Autor und Foto: Hartmut Geißler
nach Pia Steinbauer
und Annette Bieger
Im Zuge der wachsenden Bedeutung des Obst- und Gemüseanbaus seit dem Eisenbahnbau 1859 in Ingelheim hatte sich 1901 ein "Obst- und Gartenbauverein" gegründet, der im April 1907 den Vorschlag zum Bau einer Markthalle für einen ständigen Obstmarkt machte. Damit sollte die Vermarktung des Obstes und Gemüses aus Nieder- und Ober-Ingelheim für die vielen kleinen Landwirte und Nebenerwerbs- Bauern erleichtert werden. Vorbild waren ähnliche Hallen in Freinsheim und Brühl.
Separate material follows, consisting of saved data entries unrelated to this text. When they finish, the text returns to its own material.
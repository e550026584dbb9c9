//! Construct names of generated resources.
//!
//! Resources declared in the topology keep their own names; everything the
//! builder adds on its own (associations, routes, NAT gateways, ...) is named
//! from the entries it belongs to. Logical ids are derived from these names.

use crate::topology::{RouteTarget, Topology};

/// Internet gateway attachment
pub const GATEWAY_ATTACHMENT: &str = "internet-gateway-attachment";

/// Name of the output exporting the VPC id
pub const VPC_ID_OUTPUT: &str = "VpcId";

/// Subnet/route-table association
pub fn association(subnet: &str, route_table: &str) -> String {
    format!("{subnet}-{route_table}")
}

/// The `index`-th route of a route table
pub fn route(route_table: &str, index: usize) -> String {
    format!("{route_table}-route-{index}")
}

/// Elastic IP backing the NAT gateway of a subnet
pub fn nat_eip(subnet: &str) -> String {
    format!("NATGatewayEIP-{subnet}")
}

/// NAT gateway placed in a subnet
pub fn nat_gateway(subnet: &str) -> String {
    format!("NATGateway-{subnet}")
}

/// Standalone ingress rule referencing another security group
pub fn group_ingress(group: &str, index: usize) -> String {
    format!("{group}-ingress-{index}")
}

/// Standalone egress rule referencing another security group
pub fn group_egress(group: &str, index: usize) -> String {
    format!("{group}-egress-{index}")
}

/// EC2 instance
pub fn instance(name: &str) -> String {
    format!("{name}-instance")
}

/// Output exporting the id of a named resource
pub fn id_output(name: &str) -> String {
    format!("{name}-id")
}

/// Every construct name the builder will create for a topology, in build
/// order. NAT gateways appear once per subnet no matter how many routes use
/// them.
pub fn construct_names(topology: &Topology) -> Vec<String> {
    let mut names = vec![
        topology.vpc.name.clone(),
        topology.internet_gateway.clone(),
        GATEWAY_ATTACHMENT.to_string(),
    ];

    names.extend(topology.route_tables.keys().cloned());

    names.extend(topology.security_groups.keys().cloned());
    for (name, group) in &topology.security_groups {
        for (index, rule) in group.security_group_ingress.iter().enumerate() {
            if rule.source_security_group.is_some() {
                names.push(group_ingress(name, index));
            }
        }
        for (index, rule) in group.security_group_egress.iter().enumerate() {
            if rule.source_security_group.is_some() {
                names.push(group_egress(name, index));
            }
        }
    }

    names.extend(topology.subnets.keys().cloned());
    for (name, subnet) in &topology.subnets {
        names.push(association(name, &subnet.route_table_id));
    }

    let mut nat_subnets: Vec<&str> = Vec::new();
    for (table, routes) in &topology.route_tables {
        for (index, spec) in routes.iter().enumerate() {
            if let RouteTarget::NatGateway { subnet_id } = &spec.target {
                if !nat_subnets.contains(&subnet_id.as_str()) {
                    nat_subnets.push(subnet_id);
                    names.push(nat_eip(subnet_id));
                    names.push(nat_gateway(subnet_id));
                }
            }
            names.push(route(table, index));
        }
    }

    for subnet in topology.subnets.values() {
        names.extend(subnet.instances.keys().map(|name| instance(name)));
    }

    names
}

/// Every output name the builder will export, in build order: the VPC id,
/// then each subnet, instance and NAT gateway id.
pub fn output_names(topology: &Topology) -> Vec<String> {
    let mut names = vec![VPC_ID_OUTPUT.to_string()];
    names.extend(topology.subnets.keys().map(|name| id_output(name)));
    for subnet in topology.subnets.values() {
        names.extend(subnet.instances.keys().map(|name| id_output(name)));
    }
    names.extend(
        topology
            .nat_subnets()
            .into_iter()
            .map(|subnet| id_output(&nat_gateway(subnet))),
    );
    names
}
Der Nieder-Ingelheimer Bürgermeister Saalwächter und sein Gemeinderat unterstützten diese Idee und bewilligten 14.000 Markt für den Bau. Als Standort wurde ein Grundstück in der Binger Straße ausgewählt, auf dem halben Weg zwischen Nieder-Ingelheim und dem Bahnhof und kurz unterhalb der Einmündung der Grundstraße, über die die Anlieferung aus Ober-Ingelheim erfolgen konnte.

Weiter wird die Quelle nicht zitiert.